Exercise objective: For this exercise, return exactly the lines of the material below that begin at the one with "seen.push((port.id.index(), f.is_clone()))" and stop after the one with "let mut clones = 0;".
Start of Block
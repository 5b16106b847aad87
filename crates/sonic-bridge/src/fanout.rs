//! FanoutEngine - turns one frame into N deliveries.
//!
//! Eligible ports are visited in candidate order. Each delivery is held
//! back until the next eligible port is found: earlier ports get clones,
//! the last one gets the original buffer. A frame with no eligible port is
//! dropped once, here.

use crate::debug_log;
use crate::filter::DeliveryFilter;
use crate::frame::{Frame, FrameAllocator};
use crate::ports::Port;
use crate::stats::BridgeStats;
use std::sync::Arc;

/// Result of one fanout.
#[derive(Debug, Clone, Copy, PartialEq, Eq)]
pub enum FanoutOutcome {
    /// No candidate passed the filter; the frame was released.
    NoEligiblePort,
    /// Every eligible port received a frame.
    Delivered(usize),
    /// A clone failed after `delivered` deliveries; the rest were dropped.
    Aborted { delivered: usize },
}

impl FanoutOutcome {
    pub fn delivered(&self) -> usize {
        match *self {
            FanoutOutcome::NoEligiblePort => 0,
            FanoutOutcome::Delivered(n) => n,
            FanoutOutcome::Aborted { delivered } => delivered,
        }
    }
}

#[derive(Clone)]
pub struct FanoutEngine {
    filter: Arc<dyn DeliveryFilter>,
    allocator: Arc<dyn FrameAllocator>,
    stats: Arc<BridgeStats>,
}

impl std::fmt::Debug for FanoutEngine {
    fn fmt(&self, f: &mut std::fmt::Formatter<'_>) -> std::fmt::Result {
        f.debug_struct("FanoutEngine").finish_non_exhaustive()
    }
}

impl FanoutEngine {
    pub fn new(
        filter: Arc<dyn DeliveryFilter>,
        allocator: Arc<dyn FrameAllocator>,
        stats: Arc<BridgeStats>,
    ) -> Self {
        Self {
            filter,
            allocator,
            stats,
        }
    }

    pub fn filter(&self) -> &dyn DeliveryFilter {
        self.filter.as_ref()
    }

    /// Delivers `frame` to every candidate the filter admits, consuming it.
    pub fn fanout<'p, I, F>(&self, candidates: I, frame: Frame, mut deliver: F) -> FanoutOutcome
    where
        I: IntoIterator<Item = &'p Arc<Port>>,
        F: FnMut(&Port, Frame),
    {
        let mut prev: Option<&Port> = None;
        let mut delivered = 0usize;

        for port in candidates {
            if !self.filter.should_deliver(port, &frame) {
                continue;
            }
            if let Some(target) = prev {
                match self.allocator.try_clone(&frame) {
                    Some(copy) => {
                        deliver(target, copy);
                        delivered += 1;
                    }
                    None => {
                        self.clone_failed(target, delivered);
                        return FanoutOutcome::Aborted { delivered };
                    }
                }
            }
            prev = Some(port.as_ref());
        }

        match prev {
            Some(target) => {
                deliver(target, frame);
                FanoutOutcome::Delivered(delivered + 1)
            }
            None => FanoutOutcome::NoEligiblePort,
        }
    }

    /// Like [`fanout`](Self::fanout) but every delivery is a clone and the
    /// original stays with the caller.
    pub fn fanout_retaining<'p, I, F>(
        &self,
        candidates: I,
        frame: &Frame,
        mut deliver: F,
    ) -> FanoutOutcome
    where
        I: IntoIterator<Item = &'p Arc<Port>>,
        F: FnMut(&Port, Frame),
    {
        let mut delivered = 0usize;
        let mut eligible = false;

        for port in candidates {
            if !self.filter.should_deliver(port, frame) {
                continue;
            }
            eligible = true;
            match self.allocator.try_clone(frame) {
                Some(copy) => {
                    deliver(port.as_ref(), copy);
                    delivered += 1;
                }
                None => {
                    self.clone_failed(port, delivered);
                    return FanoutOutcome::Aborted { delivered };
                }
            }
        }

        if eligible {
            FanoutOutcome::Delivered(delivered)
        } else {
            FanoutOutcome::NoEligiblePort
        }
    }

    fn clone_failed(&self, port: &Port, delivered: usize) {
        BridgeStats::bump(&self.stats.tx_dropped);
        debug_log!(
            "FanoutEngine",
            port = %port.name,
            delivered = delivered,
            "frame clone failed, aborting fanout"
        );
    }
}

#[cfg(test)]
mod tests {
    use super::*;
    use crate::config::{Capabilities, FilterConfig};
    use crate::filter::StandardFilter;
    use crate::frame::{FrameMeta, HeapAllocator};
    use crate::ports::{DeviceHandle, PortDescriptor, PortId, PortState};
    use pretty_assertions::assert_eq;
    use sonic_bridge_types::MacAddress;
    use std::sync::atomic::{AtomicUsize, Ordering};

    /// Allocator that succeeds `budget` times.
    struct Budget(AtomicUsize);

    impl FrameAllocator for Budget {
        fn try_clone(&self, frame: &Frame) -> Option<Frame> {
            self.0
                .fetch_update(Ordering::SeqCst, Ordering::SeqCst, |n| n.checked_sub(1))
                .ok()
                .map(|_| frame.shallow_clone())
        }
    }

    fn engine(allocator: Arc<dyn FrameAllocator>) -> (FanoutEngine, Arc<BridgeStats>) {
        let stats = Arc::new(BridgeStats::new());
        let filter = Arc::new(StandardFilter::new(
            Capabilities::empty(),
            &FilterConfig::default(),
        ));
        (FanoutEngine::new(filter, allocator, stats.clone()), stats)
    }

    fn ports(states: &[PortState]) -> Vec<Arc<Port>> {
        states
            .iter()
            .enumerate()
            .map(|(i, state)| {
                Arc::new(Port::from_descriptor(
                    PortId::new(i as u8).unwrap(),
                    PortDescriptor::new(format!("eth{i}"), DeviceHandle(i as u32))
                        .with_state(*state),
                ))
            })
            .collect()
    }

    fn frame() -> Frame {
        Frame::new(
            vec![0u8; 64],
            FrameMeta {
                dst: MacAddress::BROADCAST,
                ..Default::default()
            },
        )
    }

    #[test]
    fn test_last_delivery_gets_original() {
        let (engine, _) = engine(Arc::new(HeapAllocator));
        let ports = ports(&[PortState::Forwarding; 4]);
        let mut seen = Vec::new();

        let outcome = engine.fanout(&ports, frame(), |port, f| {
            seen.push((port.name.clone(), f.is_clone()))
        });

        assert_eq!(outcome, FanoutOutcome::Delivered(4));
        assert_eq!(
            seen,
            vec![
                ("eth0".to_string(), true),
                ("eth1".to_string(), true),
                ("eth2".to_string(), true),
                ("eth3".to_string(), false),
            ]
        );
    }

    #[test]
    fn test_skips_filtered_ports() {
        let (engine, _) = engine(Arc::new(HeapAllocator));
        let ports = ports(&[
            PortState::Forwarding,
            PortState::Blocking,
            PortState::Forwarding,
            PortState::Disabled,
        ]);
        let mut seen = Vec::new();

        let outcome = engine.fanout(&ports, frame(), |port, f| {
            seen.push((port.id.index(), f.is_clone()))
        });

        assert_eq!(outcome, FanoutOutcome::Delivered(2));
        assert_eq!(seen, vec![(0, true), (2, false)]);
    }

    #[test]
    fn test_no_eligible_port() {
        let (engine, stats) = engine(Arc::new(HeapAllocator));
        let ports = ports(&[PortState::Blocking, PortState::Learning]);

        let outcome = engine.fanout(&ports, frame(), |_, _| panic!("unexpected delivery"));
        assert_eq!(outcome, FanoutOutcome::NoEligiblePort);
        assert_eq!(stats.snapshot().tx_dropped, 0);
    }

    #[test]
    fn test_clone_failure_aborts() {
        let (engine, stats) = engine(Arc::new(Budget(AtomicUsize::new(1))));
        let ports = ports(&[PortState::Forwarding; 4]);
        let mut seen = Vec::new();

        let outcome = engine.fanout(&ports, frame(), |port, _| seen.push(port.id.index()));

        assert_eq!(outcome, FanoutOutcome::Aborted { delivered: 1 });
        assert_eq!(seen, vec![0]);
        assert_eq!(stats.snapshot().tx_dropped, 1);
    }

    #[test]
    fn test_retaining_clones_every_delivery() {
        let (engine, _) = engine(Arc::new(HeapAllocator));
        let ports = ports(&[PortState::Forwarding, PortState::Forwarding]);
        let original = frame();
        let mut clones = 0;

        let outcome = engine.fanout_retaining(&ports, &original, |_, f| {
            assert!(f.is_clone());
            clones += 1;
        });

        assert_eq!(outcome, FanoutOutcome::Delivered(2));
        assert_eq!(clones, 2);
        assert!(!original.is_clone());
    }

    #[test]
    fn test_same_candidates_same_order() {
        let (engine, _) = engine(Arc::new(HeapAllocator));
        let ports = ports(&[PortState::Forwarding; 6]);

        let mut first = Vec::new();
        engine.fanout(&ports, frame(), |p, _| first.push(p.id));
        let mut second = Vec::new();
        engine.fanout(&ports, frame(), |p, _| second.push(p.id));

        assert_eq!(first, second);
    }
}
End of Block
Response area:
            seen.push((port.id.index(), f.is_clone()))
        });

        assert_eq!(outcome, FanoutOutcome::Delivered(2));
        assert_eq!(seen, vec![(0, true), (2, false)]);
    }

    #[test]
    fn test_no_eligible_port() {
        let (engine, stats) = engine(Arc::new(HeapAllocator));
        let ports = ports(&[PortState::Blocking, PortState::Learning]);

        let outcome = engine.fanout(&ports, frame(), |_, _| panic!("unexpected delivery"));
        assert_eq!(outcome, FanoutOutcome::NoEligiblePort);
        assert_eq!(stats.snapshot().tx_dropped, 0);
    }

    #[test]
    fn test_clone_failure_aborts() {
        let (engine, stats) = engine(Arc::new(Budget(AtomicUsize::new(1))));
        let ports = ports(&[PortState::Forwarding; 4]);
        let mut seen = Vec::new();

        let outcome = engine.fanout(&ports, frame(), |port, _| seen.push(port.id.index()));

        assert_eq!(outcome, FanoutOutcome::Aborted { delivered: 1 });
        assert_eq!(seen, vec![0]);
        assert_eq!(stats.snapshot().tx_dropped, 1);
    }

    #[test]
    fn test_retaining_clones_every_delivery() {
        let (engine, _) = engine(Arc::new(HeapAllocator));
        let ports = ports(&[PortState::Forwarding, PortState::Forwarding]);
        let original = frame();
        let mut clones = 0;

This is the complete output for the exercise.